// src/scene/particles.rs
//! The particle shell surrounding the heart.
//!
//! Points are sampled with uniform spherical angles and a uniform radius,
//! which clusters them toward the inner radius. That density is part of the
//! look and is kept as-is rather than corrected to a uniform shell.

use glam::Vec3;
use rand::rngs::SmallRng;
use rand::{Rng, SeedableRng};
use std::f32::consts::{PI, TAU};

#[derive(Debug, Clone, PartialEq)]
pub struct ParticleConfig {
    pub count: usize,
    pub min_radius: f32,
    pub max_radius: f32,
    /// Fixed seed for reproducible fields; `None` samples from OS entropy.
    pub seed: Option<u64>,
}

impl Default for ParticleConfig {
    fn default() -> Self {
        Self {
            count: 1000,
            min_radius: 3.0,
            max_radius: 5.0,
            seed: None,
        }
    }
}

/// Write-once particle positions, stored flat as `[x0, y0, z0, x1, ...]`.
#[derive(Debug, Clone)]
pub struct ParticleField {
    positions: Box<[f32]>,
}

impl ParticleField {
    pub fn generate(config: &ParticleConfig) -> Self {
        let mut rng = match config.seed {
            Some(seed) => SmallRng::seed_from_u64(seed),
            None => SmallRng::from_entropy(),
        };
        Self::generate_with(config, &mut rng)
    }

    pub fn generate_with<R: Rng>(config: &ParticleConfig, rng: &mut R) -> Self {
        let span = config.max_radius - config.min_radius;
        let mut positions = Vec::with_capacity(config.count * 3);

        for _ in 0..config.count {
            let theta = rng.gen::<f32>() * TAU;
            let phi = rng.gen::<f32>() * PI;
            let radius = config.min_radius + rng.gen::<f32>() * span;

            let p = spherical_to_cartesian(radius, theta, phi);
            positions.extend_from_slice(&[p.x, p.y, p.z]);
        }

        Self { positions: positions.into_boxed_slice() }
    }

    pub fn len(&self) -> usize {
        self.positions.len() / 3
    }

    pub fn is_empty(&self) -> bool {
        self.positions.is_empty()
    }

    /// The flat position buffer, ready for upload.
    pub fn as_flat(&self) -> &[f32] {
        &self.positions
    }

    pub fn points(&self) -> impl Iterator<Item = Vec3> + '_ {
        self.positions.chunks_exact(3).map(Vec3::from_slice)
    }
}

/// `theta` is the azimuth in the XY plane, `phi` the angle from +Z.
#[inline]
pub fn spherical_to_cartesian(radius: f32, theta: f32, phi: f32) -> Vec3 {
    let (sin_phi, cos_phi) = phi.sin_cos();
    let (sin_theta, cos_theta) = theta.sin_cos();
    Vec3::new(
        radius * sin_phi * cos_theta,
        radius * sin_phi * sin_theta,
        radius * cos_phi,
    )
}

#[cfg(test)]
mod tests {
    use super::*;

    fn seeded(seed: u64) -> ParticleConfig {
        ParticleConfig { seed: Some(seed), ..Default::default() }
    }

    #[test]
    fn test_count_and_buffer_layout() {
        let field = ParticleField::generate(&seeded(7));
        assert_eq!(field.len(), 1000);
        assert_eq!(field.as_flat().len(), 3000);
    }

    #[test]
    fn test_radii_within_shell() {
        for seed in [1, 2, 3] {
            let field = ParticleField::generate(&seeded(seed));
            for p in field.points() {
                let r = p.length();
                assert!((3.0 - 1e-4..=5.0 + 1e-4).contains(&r), "radius {} out of shell", r);
            }
        }
    }

    #[test]
    fn test_seed_is_reproducible() {
        let a = ParticleField::generate(&seeded(42));
        let b = ParticleField::generate(&seeded(42));
        assert_eq!(a.as_flat(), b.as_flat());

        let c = ParticleField::generate(&seeded(43));
        assert_ne!(a.as_flat(), c.as_flat());
    }

    #[test]
    fn test_spherical_axes() {
        let up = spherical_to_cartesian(2.0, 0.0, 0.0);
        assert!((up - Vec3::new(0.0, 0.0, 2.0)).length() < 1e-6);

        let x = spherical_to_cartesian(1.0, 0.0, PI / 2.0);
        assert!((x - Vec3::X).length() < 1e-6);

        let y = spherical_to_cartesian(1.0, PI / 2.0, PI / 2.0);
        assert!((y - Vec3::Y).length() < 1e-6);
    }

    #[test]
    fn test_density_favors_inner_radius() {
        // Uniform radius puts half the points in [3,4], whereas a uniform
        // shell would put only ~38% there.
        let field = ParticleField::generate(&ParticleConfig { count: 20_000, seed: Some(9), ..Default::default() });
        let inner = field.points().filter(|p| p.length() < 4.0).count() as f32 / field.len() as f32;
        assert!((inner - 0.5).abs() < 0.03, "inner fraction {}", inner);
    }
}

###

Work to complete: Return every line from the material that contains the word "impl".

Response to the exercise:
impl Default for ParticleConfig {
impl ParticleField {
    pub fn points(&self) -> impl Iterator<Item = Vec3> + '_ {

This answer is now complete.